最初に「アル中病棟」の方を読んだんですが面白すぎて読後に「失踪日記」の方もネットで注文して読みました。
大まかなあらすじとしては「失踪日記」の方は氏が1989年に仕事をほっぽり出して失踪後、休載期間をとり、その間に鬱と不安からの自殺念慮から人知れず山中で自殺を試みたが失敗し、そこからホームレス状態が始まるというもの。
ゴミをあさって食料を確保していたなど、ホームレスとしての生活が赤裸々に語られています。(それまで漫画家として第一線で活躍していて単行本も何冊も出している人がホームレスっていうところがすごい)
ホームレス状態からあるきっかけで配管工としての職に就くものの、そこもしばらくして辞めたのち漫画家として復活するが連続飲酒状態からアルコール依存症となり幻覚などが出始め、家族から強制的に入院させられ治療プログラムを受けることになる。(主にアル中病棟)というもの。
吾妻ひでおさんと言えば僕が小学生のころに少し思い出がありまして、作品名は忘れましたけど、その昔ギャグタッチでちょっとエッチな漫画を描かれていたんですね。
その漫画の単行本をいとこのお兄さんが持っていて、いとこの家に遊びに行ったときはそのお兄さんが留守中にこっそり部屋におじゃましてその漫画をドキドキしながら読んでいたという思い出があります。
感想にもどりますが内容としてはホームレス状態、自殺未遂、アルコール依存症と、一見すさまじく悲壮感にあふれるものになって当然なんですが氏の漫画のタッチと独特なコミカルな表現も交えつつ描かれているので、もういっそのこと楽しく読めてしまいます。
主に「アル中病棟」でのお話ですが、アルコール依存症治療のためのプログラムで病院内に半分軟禁状態にされている生活の詳細などは普通に生活している分には知りえない情報です。
そういったところをのぞき見するような面白さもありますし、アルコール依存症についての知識も漫画ならではで分かりやすく解説されています。
特に印象にのこったのが「アルコール依存症は家族の病気」ということです。
僕の身内にはいまのところアルコール依存症の家族は居ませんが、もしいたとしたら僕自身も病気ということになります。
アルコール依存症の当人は病気だとはっきり分かりますがその周りの家族がそのときに自分自身のことを病気だと自覚することができるでしょうか。
「もしかしたら自分は病気なのかもしれない・・・」そういった疑いをもつことすら難しいのではないのかと思います。
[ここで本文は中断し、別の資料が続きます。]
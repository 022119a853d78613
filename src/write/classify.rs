//! Leading-keyword classification of write statements.

use serde::Serialize;
use std::fmt;

/// Kind of a recognized write or transaction-control statement.
#[derive(Debug, Clone, Copy, PartialEq, Eq, Hash, Serialize)]
#[serde(rename_all = "UPPERCASE")]
pub enum OperationKind {
    Insert,
    Update,
    Delete,
    Begin,
    Commit,
    Rollback,
}

impl OperationKind {
    /// All kinds, in matching order.
    pub const ALL: [OperationKind; 6] = [
        Self::Insert,
        Self::Update,
        Self::Delete,
        Self::Begin,
        Self::Commit,
        Self::Rollback,
    ];

    /// The SQL keyword for this kind.
    pub fn keyword(self) -> &'static str {
        match self {
            Self::Insert => "INSERT",
            Self::Update => "UPDATE",
            Self::Delete => "DELETE",
            Self::Begin => "BEGIN",
            Self::Commit => "COMMIT",
            Self::Rollback => "ROLLBACK",
        }
    }

    /// Returns true for statements that modify rows.
    pub fn is_data_change(self) -> bool {
        matches!(self, Self::Insert | Self::Update | Self::Delete)
    }
}

impl fmt::Display for OperationKind {
    fn fmt(&self, f: &mut fmt::Formatter<'_>) -> fmt::Result {
        f.write_str(self.keyword())
    }
}

/// Classifies a statement by its leading keyword.
///
/// Matching is case-insensitive and requires a word boundary after the
/// keyword, so `INSERTED_ROWS ...` is not an `INSERT`. Returns `None` for
/// anything that is not one of the six recognized kinds.
///
/// # Examples
///
/// ```
/// use mcp_sqlite::write::{OperationKind, classify};
///
/// assert_eq!(classify("insert into t values (1)"), Some(OperationKind::Insert));
/// assert_eq!(classify("SELECT 1"), None);
/// ```
pub fn classify(statement: &str) -> Option<OperationKind> {
    let upper = statement.trim().to_uppercase();

    OperationKind::ALL.into_iter().find(|kind| {
        upper
            .strip_prefix(kind.keyword())
            .is_some_and(|rest| !rest.starts_with(is_identifier_char))
    })
}

fn is_identifier_char(c: char) -> bool {
    c.is_alphanumeric() || c == '_' || c == '$'
}

#[cfg(test)]
mod tests {
    use super::*;

    #[test]
    fn test_classify_any_case() {
        assert_eq!(classify("insert into t values (1)"), Some(OperationKind::Insert));
        assert_eq!(classify("Update t SET x = 1"), Some(OperationKind::Update));
        assert_eq!(classify("DELETE FROM t"), Some(OperationKind::Delete));
    }

    #[test]
    fn test_classify_transaction_control() {
        assert_eq!(classify("BEGIN"), Some(OperationKind::Begin));
        assert_eq!(classify("begin transaction"), Some(OperationKind::Begin));
        assert_eq!(classify("COMMIT"), Some(OperationKind::Commit));
        assert_eq!(classify("rollback"), Some(OperationKind::Rollback));
    }

    #[test]
    fn test_classify_leading_whitespace() {
        assert_eq!(classify("\n\t  insert into t values (1)"), Some(OperationKind::Insert));
    }

    #[test]
    fn test_classify_rejects_reads_and_ddl() {
        assert_eq!(classify("SELECT 1"), None);
        assert_eq!(classify("CREATE TABLE t (id INTEGER)"), None);
        assert_eq!(classify("DROP TABLE t"), None);
        assert_eq!(classify(""), None);
    }

    #[test]
    fn test_classify_requires_word_boundary() {
        assert_eq!(classify("INSERTED_ROWS"), None);
        assert_eq!(classify("BEGINNING"), None);
        assert_eq!(classify("COMMIT;"), Some(OperationKind::Commit));
        assert_eq!(classify("DELETE\nFROM t"), Some(OperationKind::Delete));
        assert_eq!(classify("INSERT(x)"), Some(OperationKind::Insert));
    }

    #[test]
    fn test_kind_display_matches_keyword() {
        for kind in OperationKind::ALL {
            assert_eq!(kind.to_string(), kind.keyword());
            assert_eq!(classify(kind.keyword()), Some(kind));
        }
    }

    #[test]
    fn test_is_data_change() {
        assert!(OperationKind::Insert.is_data_change());
        assert!(OperationKind::Delete.is_data_change());
        assert!(!OperationKind::Begin.is_data_change());
        assert!(!OperationKind::Rollback.is_data_change());
    }
}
そしてなによりですが「やっぱり絵が上手い」ということがあります。
「失踪日記」2005年3月第1刷発行、「アル中病棟」が2015年10月に第1刷発行ですので1969年のデビューを考えるとキャリアは相当なもので長年漫画を描いてこられた「老練さ」というものを感じえずにはいられません。
驚くべきことは「失踪日記」よりも「アル中病棟」の方が絵が上手くなっているということです。(見る人の好みによるかもしれません)
アル中病棟執筆中はおそらく60歳を超えられてると思いますので(2018年現在御年68歳)そのお歳でなお成長を停められていないということに驚きです。
アル中病棟の巻末インタビューでも「5年前くらいからデッサン教室に通っている」なんてことも言われてますのでベテランとして胡坐をかかないその姿勢は素晴らしいと思います。
そしてもうひとつ特筆すべきところは氏の描く「女の子がかわいい」というところだと思います。
やっぱり長年かわいい女の子を描いてきただけあって女性キャラクターが魅力的です。
基本的に5頭身くらいのキャラクターがメインなんですが独特の色気というかかわいらしさを内包していると思います。
吾妻ひでおさんの現在は2017年に食道がんが判明し、入院・手術を経て闘病生活するものの現在は退院されて元気にツイートもなさっています。
「失踪日記」、「アル中病棟」をきっかけに僕の中で「吾妻ひでおブーム」が起こっており、他の作品もAmazonで注文中です。
これからも氏がお元気であり、作品を生み出し続けられることを願ってやみません。
ご覧いただいてありがとうございました。